NerrSnerr · 20/12/2022 20:40
What is he studying online age 17? Is there a discussion board for the module where debate/ discussion is actually happening? If there's no actual engagement from students and lecturers are not encouraging this I would question the teaching and the course.
Climbles · 20/12/2022 20:46
If she had said ‘most’ rather than all I’d agree with most of it.
Men can be subject to domestic violence and abuse but it’s unusual. Where as it’s extremely common for women to be abused by men.
Maireas · 20/12/2022 20:49
I don't understand what his situation is?
He's only just turned 17 and doing university courses?
houseofstark · 20/12/2022 22:37
I expect the Op anc her son are in Scotland, where school finishes a year earlier than England and Wales
lborgia · 20/12/2022 23:19
We're in a different country.
@Climbles - I agree, I was looking for "most", so that I could agree with her, and DS already knows this is true, he wasn't disputing that.

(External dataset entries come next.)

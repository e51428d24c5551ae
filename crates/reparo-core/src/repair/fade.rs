//! Linear fade in and fade out.

use crate::{Repair, SampleBuffer, secs_to_samples};

/// Linear ramps at the head and tail of the buffer.
///
/// Fade-in multiplies sample `i` by `i / n` for the first `n` samples, so the
/// very first sample always goes to zero. Fade-out multiplies sample `i` by
/// `(len - i) / m` over the last `m` samples. A zero-length fade is skipped.
/// When a fade is longer than the buffer it covers the whole buffer.
#[derive(Debug, Clone, Copy, Default, PartialEq)]
pub struct Fade {
    /// Fade-in length in seconds.
    pub fade_in_secs: f32,
    /// Fade-out length in seconds.
    pub fade_out_secs: f32,
}

impl Repair for Fade {
    fn name(&self) -> &'static str {
        "fade"
    }

    fn apply(&self, input: &SampleBuffer) -> SampleBuffer {
        let mut output = input.clone();
        let sample_rate = input.sample_rate();
        let len = output.len();
        let data = output.samples_mut();

        let fade_in = secs_to_samples(self.fade_in_secs, sample_rate);
        if fade_in > 0 {
            for (i, sample) in data.iter_mut().take(fade_in).enumerate() {
                *sample *= i as f32 / fade_in as f32;
            }
        }

        let fade_out = secs_to_samples(self.fade_out_secs, sample_rate);
        if fade_out > 0 {
            let start = len.saturating_sub(fade_out);
            for (i, sample) in data.iter_mut().enumerate().skip(start) {
                *sample *= (len - i) as f32 / fade_out as f32;
            }
        }

        output
    }
}

#[cfg(test)]
mod tests {
    use super::*;
    use alloc::vec;

    #[test]
    fn test_fade_in_ramp() {
        let input = SampleBuffer::new(vec![1.0; 8], 4.0);
        // 1 s at 4 Hz -> 4 samples
        let output = Fade {
            fade_in_secs: 1.0,
            fade_out_secs: 0.0,
        }
        .apply(&input);
        assert_eq!(output.samples(), &[0.0, 0.25, 0.5, 0.75, 1.0, 1.0, 1.0, 1.0]);
    }

    #[test]
    fn test_fade_out_ramp() {
        let input = SampleBuffer::new(vec![1.0; 8], 4.0);
        let output = Fade {
            fade_in_secs: 0.0,
            fade_out_secs: 1.0,
        }
        .apply(&input);
        assert_eq!(output.samples(), &[1.0, 1.0, 1.0, 1.0, 1.0, 0.75, 0.5, 0.25]);
    }

    #[test]
    fn test_fade_longer_than_buffer() {
        let input = SampleBuffer::new(vec![1.0; 4], 4.0);
        let output = Fade {
            fade_in_secs: 2.0,
            fade_out_secs: 0.0,
        }
        .apply(&input);
        assert_eq!(output.samples(), &[0.0, 0.125, 0.25, 0.375]);
    }

    #[test]
    fn test_zero_fade_is_noop() {
        let input = SampleBuffer::new(vec![0.3; 16], 44100.0);
        assert_eq!(Fade::default().apply(&input), input);
    }
}
//! End-to-end tests for reparo-pitch: detection feeding scale analysis and
//! correction.

use proptest::prelude::*;
use reparo_core::{Repair, SampleBuffer};
use reparo_pitch::{
    PitchClass, PitchDetector, Scale, apply_pitch_shift, correct_to_scale, detect_key,
    detect_notes, detect_scale, detect_scale_key, frequency_to_note,
};

/// Concatenate strictly periodic segments, one per `(period, samples)` pair.
fn melody(sample_rate: f32, segments: &[(usize, usize)]) -> SampleBuffer {
    let mut samples = Vec::new();
    for &(period, len) in segments {
        samples.extend((0..len).map(|i| {
            let phase = (i % period) as f32 / period as f32;
            (2.0 * std::f32::consts::PI * phase).sin() * 0.4
        }));
    }
    SampleBuffer::new(samples, sample_rate)
}

#[test]
fn test_detects_melody_in_order() {
    // 44 kHz: period 100 -> 440 Hz (A4), period 200 -> 220 Hz (A3)
    let buffer = melody(44000.0, &[(100, 16384), (200, 16384)]);
    let notes = detect_notes(&buffer);

    assert!(!notes.is_empty());
    assert!(notes.windows(2).all(|w| w[0].start_sample < w[1].start_sample));

    assert_eq!(notes.first().map(|n| n.name()), Some("A4".to_string()));
    assert_eq!(notes.last().map(|n| n.name()), Some("A3".to_string()));
}

#[test]
fn test_scale_and_key_from_detected_notes() {
    // 44 kHz: period 100 -> A4, period 84 -> C5 (about 524 Hz)
    let buffer = melody(44000.0, &[(100, 12288), (100, 12288), (84, 12288)]);
    let notes = detect_notes(&buffer);

    assert_eq!(detect_key(&notes), PitchClass::A);
    let sk = detect_scale_key(&notes).unwrap();
    assert_eq!(sk.scale, detect_scale(&notes).unwrap());
    assert_eq!(sk.key, PitchClass::A);
}

#[test]
fn test_correction_preserves_length_and_rate() {
    let buffer = melody(44100.0, &[(95, 20000), (130, 20000)]);
    let corrected = correct_to_scale(&buffer, Scale::Pentatonic, PitchClass::G);
    assert_eq!(corrected.len(), buffer.len());
    assert_eq!(corrected.sample_rate(), buffer.sample_rate());
    assert!(corrected.samples().iter().all(|s| s.is_finite()));
}

#[test]
fn test_correction_moves_pitch_toward_scale() {
    // ~464 Hz is 93 cents above A4; in C major it should be pulled down to A.
    let buffer = melody(44100.0, &[(95, 44100)]);
    let before = frequency_to_note(detect_notes(&buffer)[0].frequency);
    assert!(before.cents.abs() > 10 || before.pitch_class != Some(PitchClass::A));

    let corrected = correct_to_scale(&buffer, Scale::Major, PitchClass::C);
    // First owned span only: [0, hop)
    let head = SampleBuffer::new(corrected.samples()[..2048].to_vec(), 44100.0);
    let detector = PitchDetector::new(2048, 1024).unwrap();
    let after = detector.detect(&head);
    assert_eq!(after.len(), 1);
    assert!(after[0].frequency < 464.0, "got {}", after[0].frequency);
}

#[test]
fn test_cleanup_chain_keeps_pitch() {
    let buffer = melody(44000.0, &[(100, 22000)]);
    let cleaned = [
        Box::new(reparo_core::NoiseGate::default()) as Box<dyn Repair>,
        Box::new(reparo_core::ClickRemover::default()),
        Box::new(reparo_core::Normalizer::default()),
    ]
    .iter()
    .fold(buffer, |b, step| step.apply(&b));

    let notes = detect_notes(&cleaned);
    assert!(!notes.is_empty());
    assert!(notes.iter().all(|n| n.pitch_class == PitchClass::A));
}

proptest! {
    #![proptest_config(ProptestConfig::with_cases(16))]

    #[test]
    fn pitch_shift_preserves_length(
        samples in prop::collection::vec(-1.0f32..=1.0f32, 0..2048),
        semitones in -24.0f32..=24.0f32,
    ) {
        let shifted = apply_pitch_shift(&samples, semitones);
        prop_assert_eq!(shifted.len(), samples.len());
        prop_assert!(shifted.iter().all(|s| s.is_finite() && s.abs() <= 1.0 + 1e-6));
    }

    #[test]
    fn notes_stay_in_band(
        samples in prop::collection::vec(-1.0f32..=1.0f32, 4096..12000),
    ) {
        let buffer = SampleBuffer::new(samples, 44100.0);
        for note in detect_notes(&buffer) {
            prop_assert!(note.frequency > 50.0 && note.frequency < 2000.0);
            prop_assert!(note.end_sample - note.start_sample == 4096);
        }
    }

    #[test]
    fn correction_preserves_length(
        samples in prop::collection::vec(-1.0f32..=1.0f32, 0..10000),
        key in 0i32..12,
        scale_idx in 0usize..8,
    ) {
        let buffer = SampleBuffer::new(samples, 44100.0);
        let scale = Scale::ALL[scale_idx];
        let corrected = correct_to_scale(&buffer, scale, PitchClass::from_semitone(key));
        prop_assert_eq!(corrected.len(), buffer.len());
    }
}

The course is an online version that is condensed over our 6 week break, so he can fit in a couple of extra courses. Completing some units, and getting good marks, is just another path into a Batchelors here.. he has been unwell, and couldn't finish his A level equivalent.
RoseslnTheHospital · 21/12/2022 00:20
I'd perhaps gently discuss with him why reading something that he disagrees with makes him feel angry and confused. Rather than curious and keen to take on the challenge of understanding a different point of view and debating it.
Whattaboutit · 21/12/2022 01:17
Pretty hard for people to comment on the higher education system of an unnamed country that they likely know nothing about. The info that you weren’t in the U.K. should have been in your first post.
stillvicarinatutu · 21/12/2022 01:25
I'd be slightly at this tbh .
What's her agenda ? Of course men can be victims of dv . I've dealt with several including some in same sex relationships .
I'd be a little worried at these opinions being given as fact . They are not factually correct.
Is your son concerned or uncomfortable about what she is saying ?
Is there a pastoral tutor he could talk to ?
lborgia · 21/12/2022 07:07
@RoseslnTheHospital - my immediate thought is that he would feel unqualified to meet her on an equal footing, and therefore is hesitant to, in his ignorance, put himself in the firing line. But I'll ask him.
@Whattaboutit - it didn't occur to me to say it was in a country other than the UK, given that the subject is discussed in English, and the university system is pretty much identical the world over. What difference does it make to whether this woman is spot on, or being unprofessional?
It's an undergrad course, I gave the title, and I gave her interpretation, and mine.
I've told ds what had come up on here, and he tells me this lecturer isn't actually the head of this course. I think she was brought in to cover the compressed singer course. So there is a course convener who he could approach, of he needs to.
I really appreciates the helpful points here, as do I.
lborgia · 21/12/2022 07:09
Compressed summer course,
And "he really appreciates the helpful points.."
Paq · 21/12/2022 07:19
I studied politics and sociology at undergrad. It's expected and accepted that students will read around the subject and present different theories/perspectives. We were exposed to some very "niche" views as a way of provoking our critical thinking and making us search for sources to make the case for an alternative approach.
At just 17 your DC may still be in the mindset that what the teacher says is gospel. That not what a social sciences degree is about.
Paq · 21/12/2022 07:20
the university system is pretty much identical the world over.
It absolutely isn't by the way OP! University education differs massively between countries.
lborgia · 21/12/2022 08:25
@Paq - you're quite right on both counts of course!
Maireas · 21/12/2022 08:51
You're right, @Paq - he would be in yr12 in this country and just developing those skills.
Abhannmor · 21/12/2022 09:17
My history lecturer told us from the start : ' There is no such thing as unbiased history , I am a Marxist and feminist '.
Didn't bother me tbh but she gave us a list of writers who disagreed with he to balance things up.